### WHAT TO PRODUCE
Each line below with the word "None" needs to be copied.

──────── LISTED RECORDS

//! File boundary: reads targets, runs the patcher, writes results back.
//!
//! The patcher itself is pure; everything that touches the filesystem lives
//! here. Writes are atomic (tempfile + fsync + rename) and only happen when
//! the patched content differs from the original, so an all-skipped run
//! never churns modification timestamps. The read-modify-write window is
//! covered by an advisory lock file so two concurrent invocations against
//! the same target cannot lose updates.

use crate::config::schema::{PatchSet, PatchSpec};
use crate::patcher::{self, PatchResult};
use serde::Serialize;
use std::fs;
use std::io::Write;
use std::path::{Path, PathBuf};
use thiserror::Error;

#[derive(Error, Debug)]
pub enum RunError {
    #[error("I/O error on {path}: {source}")]
    Io {
        path: PathBuf,
        #[source]
        source: std::io::Error,
    },

    #[error("target file is locked: {path} (remove {lock} if no other run is active)")]
    Locked { path: PathBuf, lock: PathBuf },
}

/// Whether a run is allowed to write results back.
#[derive(Debug, Clone, Copy, PartialEq, Eq)]
pub enum WriteMode {
    Apply,
    /// Compute everything, write nothing. Used by `status` and `--dry-run`.
    DryRun,
}

/// Per-file outcome of one patch set run.
#[derive(Debug, Serialize)]
pub struct FileReport {
    pub file: PathBuf,
    pub results: Vec<PatchResult>,
    /// True when patching produced different content
    pub changed: bool,
    /// True when the new content actually reached disk
    pub written: bool,
    #[serde(skip)]
    pub original: String,
    #[serde(skip)]
    pub patched: String,
}

impl FileReport {
    pub fn failed_count(&self) -> usize {
        self.results.iter().filter(|r| r.is_failed()).count()
    }
}

/// Run one patch set against its target files.
///
/// Specs are grouped by resolved file path, preserving declared order both
/// across groups and within each group, and each file is read exactly once.
/// One entry is returned per target file; a file-level error carries the
/// path it happened on and does not stop the remaining files.
pub fn run_patch_set(
    set: &PatchSet,
    root: &Path,
    mode: WriteMode,
) -> Vec<Result<FileReport, RunError>> {
    let mut groups: Vec<(PathBuf, Vec<&PatchSpec>)> = Vec::new();
    for spec in &set.patches {
        let path = if set.meta.root_relative {
            root.join(&spec.file)
        } else {
            PathBuf::from(&spec.file)
        };
        match groups.iter_mut().find(|(p, _)| *p == path) {
            Some((_, specs)) => specs.push(spec),
            None => groups.push((path, vec![spec])),
        }
    }

    groups
        .into_iter()
        .map(|(path, specs)| run_file(&path, &specs, mode))
        .collect()
}

fn run_file(
    path: &Path,
    specs: &[&PatchSpec],
    mode: WriteMode,
) -> Result<FileReport, RunError> {
    // Lock before reading: the lock covers the whole read-modify-write
    // window, not just the write.
    let _lock = match mode {
        WriteMode::Apply => Some(LockGuard::acquire(path)?),
        WriteMode::DryRun => None,
    };

    let original = fs::read_to_string(path).map_err(|source| RunError::Io {
        path: path.to_path_buf(),
        source,
    })?;

    let (patched, results) = patcher::apply(&original, specs);
    let changed = patched != original;

    let written = if changed && mode == WriteMode::Apply {
        atomic_write(path, patched.as_bytes())?;
        let now = filetime::FileTime::now();
        filetime::set_file_mtime(path, now).map_err(|source| RunError::Io {
            path: path.to_path_buf(),
            source,
        })?;
        true
    } else {
        false
    };

    Ok(FileReport {
        file: path.to_path_buf(),
        results,
        changed,
        written,
        original,
        patched,
    })
}

/// Advisory exclusivity for a target file's read-modify-write window.
///
/// Creates `<file>.lock` next to the target with `create_new`, which is
/// atomic on all platforms; the lock is released on drop. This is advisory
/// only: it protects cooperating invocations of this tool, not arbitrary
/// writers.
pub struct LockGuard {
    lock_path: PathBuf,
}

impl LockGuard {
    pub fn acquire(target: &Path) -> Result<Self, RunError> {
        let lock_path = lock_path_for(target);
        match fs::OpenOptions::new()
            .write(true)
            .create_new(true)
            .open(&lock_path)
        {
            Ok(_) => Ok(Self { lock_path }),
            Err(e) if e.kind() == std::io::ErrorKind::AlreadyExists => Err(RunError::Locked {
                path: target.to_path_buf(),
                lock: lock_path,
            }),
            Err(source) => Err(RunError::Io {
                path: lock_path,
                source,
            }),
        }
    }
}

impl Drop for LockGuard {
    fn drop(&mut self) {
        let _ = fs::remove_file(&self.lock_path);
    }
}

fn lock_path_for(target: &Path) -> PathBuf {
    let mut name = target
        .file_name()
        .map(|n| n.to_os_string())
        .unwrap_or_default();
    name.push(".lock");
    target.with_file_name(name)
}

/// Atomic file write: tempfile + fsync + rename.
///
/// Either the full write succeeds or the target is left untouched.
fn atomic_write(path: &Path, content: &[u8]) -> Result<(), RunError> {
    let io_err = |source: std::io::Error| RunError::Io {
        path: path.to_path_buf(),
        source,
    };

    // Tempfile in the same directory so the rename stays on one filesystem.
    let parent = path.parent().ok_or_else(|| {
        io_err(std::io::Error::new(
            std::io::ErrorKind::InvalidInput,
            "path has no parent directory",
        ))
    })?;

    let mut temp = tempfile::NamedTempFile::new_in(parent).map_err(io_err)?;
    temp.write_all(content).map_err(io_err)?;
    temp.as_file().sync_all().map_err(io_err)?;
    temp.persist(path).map_err(|e| io_err(e.error))?;

    Ok(())
}

#[cfg(test)]
mod tests {
    use super::*;
    use crate::config::schema::{Match, Metadata, Replace};
    use std::time::Duration;

    fn literal(id: &str, file: &str, text: &str, replacement: &str) -> PatchSpec {
        PatchSpec {
            id: id.to_string(),
            file: file.to_string(),
            matcher: Match::Literal {
                text: text.to_string(),
            },
            replace: Replace {
                text: replacement.to_string(),
            },
            marker: None,
            max_applications: 1,
            required: false,
            verify: None,
        }
    }

    fn set_of(patches: Vec<PatchSpec>) -> PatchSet {
        PatchSet {
            meta: Metadata {
                name: "test".to_string(),
                description: None,
                root_relative: true,
            },
            patches,
        }
    }

    #[test]
    fn applies_and_writes_changed_file() {
        let dir = tempfile::tempdir().unwrap();
        fs::write(dir.path().join("page.tsx"), "A-B").unwrap();

        let set = set_of(vec![literal("dash", "page.tsx", "-", "+")]);
        let reports = run_patch_set(&set, dir.path(), WriteMode::Apply);

        let report = reports[0].as_ref().unwrap();
        assert!(report.changed);
        assert!(report.written);
        assert_eq!(
            fs::read_to_string(dir.path().join("page.tsx")).unwrap(),
            "A+B"
        );
        // Lock released after the run.
        assert!(!dir.path().join("page.tsx.lock").exists());
    }

    #[test]
    fn unchanged_file_is_not_rewritten() {
        let dir = tempfile::tempdir().unwrap();
        let path = dir.path().join("page.tsx");
        fs::write(&path, "A+B").unwrap();

        let old = filetime::FileTime::from_unix_time(1_000_000, 0);
        filetime::set_file_mtime(&path, old).unwrap();

        let mut spec = literal("dash", "page.tsx", "-", "+");
        spec.marker = Some("A+B".to_string());
        let reports = run_patch_set(&set_of(vec![spec]), dir.path(), WriteMode::Apply);

        let report = reports[0].as_ref().unwrap();
        assert!(!report.changed);
        assert!(!report.written);
        // mtime untouched because nothing was written
        let meta = fs::metadata(&path).unwrap();
        assert_eq!(filetime::FileTime::from_last_modification_time(&meta), old);
    }

    #[test]
    fn dry_run_never_writes() {
        let dir = tempfile::tempdir().unwrap();
        let path = dir.path().join("page.tsx");
        fs::write(&path, "A-B").unwrap();

        let set = set_of(vec![literal("dash", "page.tsx", "-", "+")]);
        let reports = run_patch_set(&set, dir.path(), WriteMode::DryRun);

        let report = reports[0].as_ref().unwrap();
        assert!(report.changed);
        assert!(!report.written);
        assert_eq!(report.patched, "A+B");
        assert_eq!(fs::read_to_string(&path).unwrap(), "A-B");
    }

    #[test]
    fn missing_file_is_io_error_and_other_files_still_run() {
        let dir = tempfile::tempdir().unwrap();
        fs::write(dir.path().join("ok.tsx"), "A-B").unwrap();

        let set = set_of(vec![
            literal("gone", "missing.tsx", "-", "+"),
            literal("dash", "ok.tsx", "-", "+"),
        ]);
        let reports = run_patch_set(&set, dir.path(), WriteMode::Apply);

        assert!(matches!(reports[0], Err(RunError::Io { .. })));
        assert!(reports[1].as_ref().unwrap().written);
    }

    #[test]
    fn held_lock_blocks_apply() {
        let dir = tempfile::tempdir().unwrap();
        let path = dir.path().join("page.tsx");
        fs::write(&path, "A-B").unwrap();
        fs::write(dir.path().join("page.tsx.lock"), "").unwrap();

        let set = set_of(vec![literal("dash", "page.tsx", "-", "+")]);
        let reports = run_patch_set(&set, dir.path(), WriteMode::Apply);

        assert!(matches!(reports[0], Err(RunError::Locked { .. })));
        assert_eq!(fs::read_to_string(&path).unwrap(), "A-B");
    }

    #[test]
    fn lock_guard_releases_on_drop() {
        let dir = tempfile::tempdir().unwrap();
        let target = dir.path().join("page.tsx");
        fs::write(&target, "x").unwrap();

        {
            let _guard = LockGuard::acquire(&target).unwrap();
            assert!(dir.path().join("page.tsx.lock").exists());
            assert!(matches!(
                LockGuard::acquire(&target),
                Err(RunError::Locked { .. })
            ));
        }
        assert!(!dir.path().join("page.tsx.lock").exists());
    }

    #[test]
    fn groups_preserve_declared_order_within_a_file() {
        let dir = tempfile::tempdir().unwrap();
        fs::write(dir.path().join("page.tsx"), "start then call-site").unwrap();

        // Second spec's marker is the output of the first.
        let one = literal("one", "page.tsx", "start", "HANDLER");
        let mut two = literal("two", "page.tsx", "call-site", "call HANDLER now");
        two.marker = Some("call HANDLER".to_string());

        let set = set_of(vec![one, two]);
        let reports = run_patch_set(&set, dir.path(), WriteMode::Apply);
        let report = reports[0].as_ref().unwrap();
        assert_eq!(report.results.len(), 2);
        assert_eq!(report.results[0].spec_id, "one");
        assert_eq!(report.results[1].spec_id, "two");
        assert_eq!(
            fs::read_to_string(dir.path().join("page.tsx")).unwrap(),
            "HANDLER then call HANDLER now"
        );

        // Re-run is a no-op.
        std::thread::sleep(Duration::from_millis(5));
        let reports = run_patch_set(&set, dir.path(), WriteMode::Apply);
        let report = reports[0].as_ref().unwrap();
        assert!(!report.changed);
    }
}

────────────────

### SOLUTION BELOW
            None => groups.push((path, vec![spec])),
        WriteMode::DryRun => None,
            marker: None,
            verify: None,
                description: None,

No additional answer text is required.